The author is professor of media and communications at LSE and on the back cover of the book she is described as the ‘Aristotle of mediated humanitarianism.’ That might be slightly far fetched, but certainly she qualifies as a high priestess of the representation of suffering and how we engage with distant others. This is a subject that was first explored in depth by Luc Boltanski, in his groundbreaking Distant Suffering. But in subsequent years Chouliaraki has taken up the baton and in several publications examined closely the development of our relationship to faraway disasters, beginning with The Spectatorship of Suffering in 2006 and now in this latest volume. Here she identifies a new ‘post-humanitarian’ phase and explores the implications of those most up-to-date ways in which audiences and supporters are being encouraged to express solidarity, from clicking online petitions to wearing fashionable wrist bands.
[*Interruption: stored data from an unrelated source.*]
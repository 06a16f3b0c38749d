use roxmltree::Node;

use crate::error::{ConvertError, Result};
use crate::model::{Operator, RangeSpec, VersionSpec};

use super::{RangeParser, SourceFormat};

/// Parses VuXML `<range>` elements.
///
/// Bounds are child elements: `<ge>`, `<gt>`, `<le>`, `<lt>` and `<eq>`.
/// Empty bounds and `*` mean unbounded.
#[derive(Debug, Clone, Copy, Default)]
pub struct VuxmlRangeParser;

impl<'a, 'input> RangeParser<Node<'a, 'input>> for VuxmlRangeParser {
    fn format(&self) -> SourceFormat {
        SourceFormat::Vuxml
    }

    fn parse(&self, input: &Node<'a, 'input>) -> Result<RangeSpec> {
        let source = &input.document().input_text()[input.range()];
        let mut specs = Vec::new();

        for bound in input.children().filter(Node::is_element) {
            let operator = match bound.tag_name().name() {
                "ge" => Operator::Ge,
                "gt" => Operator::Gt,
                "le" => Operator::Le,
                "lt" => Operator::Lt,
                "eq" => Operator::Eq,
                other => {
                    return Err(ConvertError::parse(
                        source,
                        format!("unexpected range element <{}>", other),
                    ))
                }
            };

            let version = bound.text().map(str::trim).unwrap_or_default();
            if version.is_empty() || version == "*" {
                continue;
            }
            specs.push(VersionSpec::new(operator, version));
        }

        RangeSpec::from_specs(specs, source)
    }
}

#[cfg(test)]
mod tests {
    use super::*;
    use roxmltree::Document;

    fn parse(xml: &str) -> Result<RangeSpec> {
        let doc = Document::parse(xml).unwrap();
        VuxmlRangeParser.parse(&doc.root_element())
    }

    #[test]
    fn test_parse_bounds() {
        let range = parse("<range><ge>1.0</ge><lt>2.0</lt></range>").unwrap();
        assert_eq!(range.lower(), Some(&VersionSpec::new(Operator::Ge, "1.0")));
        assert_eq!(range.upper(), Some(&VersionSpec::new(Operator::Lt, "2.0")));
    }

    #[test]
    fn test_parse_namespaced() {
        let range = parse(
            r#"<range xmlns="http://www.vuxml.org/apps/vuxml-1"><lt>3.1_2,1</lt></range>"#,
        )
        .unwrap();
        assert_eq!(range.upper(), Some(&VersionSpec::new(Operator::Lt, "3.1_2,1")));
        assert!(range.lower().is_none());
    }

    #[test]
    fn test_wildcard_and_empty_are_unbounded() {
        let range = parse("<range><ge>*</ge><lt></lt><le> </le></range>").unwrap();
        assert!(range.is_empty());
    }

    #[test]
    fn test_parse_eq() {
        let range = parse("<range><eq>1.4.2</eq></range>").unwrap();
        assert_eq!(range.exact(), Some(&VersionSpec::new(Operator::Eq, "1.4.2")));
    }

    #[test]
    fn test_eq_with_bound_is_structural() {
        let err = parse("<range><eq>1.0</eq><lt>2.0</lt></range>").unwrap_err();
        assert!(matches!(err, ConvertError::Structural(_)));
    }

    #[test]
    fn test_unknown_element() {
        let err = parse("<range><ne>1.0</ne></range>").unwrap_err();
        assert!(err.is_parse_error());
        assert!(err.to_string().contains("<ne>"));
    }
}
Chouliaraki dissects with great clarity exactly what is taking place in this post humanitarian sensibility and how supporters are now being drawn in to apparently care and show solidarity with distant sufferers. The ubiquitous means of contemporary empathy, whether it is attending a concert, tweeting a message or identifying with the angst of a favoured celebrity, appear increasingly hollow under this analysis. The uncomfortable conclusion she reaches is that we have reached an ironic form of solidarity which is all about the self rather than truly engaging with the suffering of the other. And crucially this kind of feel good activism, which is born out of a neo-liberal transactional culture, is one that is also distinctly anti-political when compared with the more traditional forms of solidarity. It side steps the crucial questions of justice and eschews wider moral frameworks that might pose uncomfortable questions when contemplating suffering others. According to Chouliaraki this new style of engagement hyper emotionalizes the subject but without ever challenging the underlying power relations of humanitarianism.

Unsurprisingly the world of aid agencies which mediate these forms of post humanitarian solidarity are subjected to criticism. The triumph of branding, corporate messages and techniques for pursuing consumer loyalty are cited as key exemplars. She criticizes for example ‘post humanitarian appeals that are mobilizing a momentary activism at the expense of cultivating a deeper understanding of why humanitarian action is important.’ And there are separate chapters which critique those all too familiar charity icons: in particular the rock concert and the select A List celebrities, as distinct examples of the way that contemporary empathies are being engaged. They are the currency of this transfer to a scenario where the ‘orientation of the public towards vulnerable others is articulated through a technologized economy of pleasure towards the self.’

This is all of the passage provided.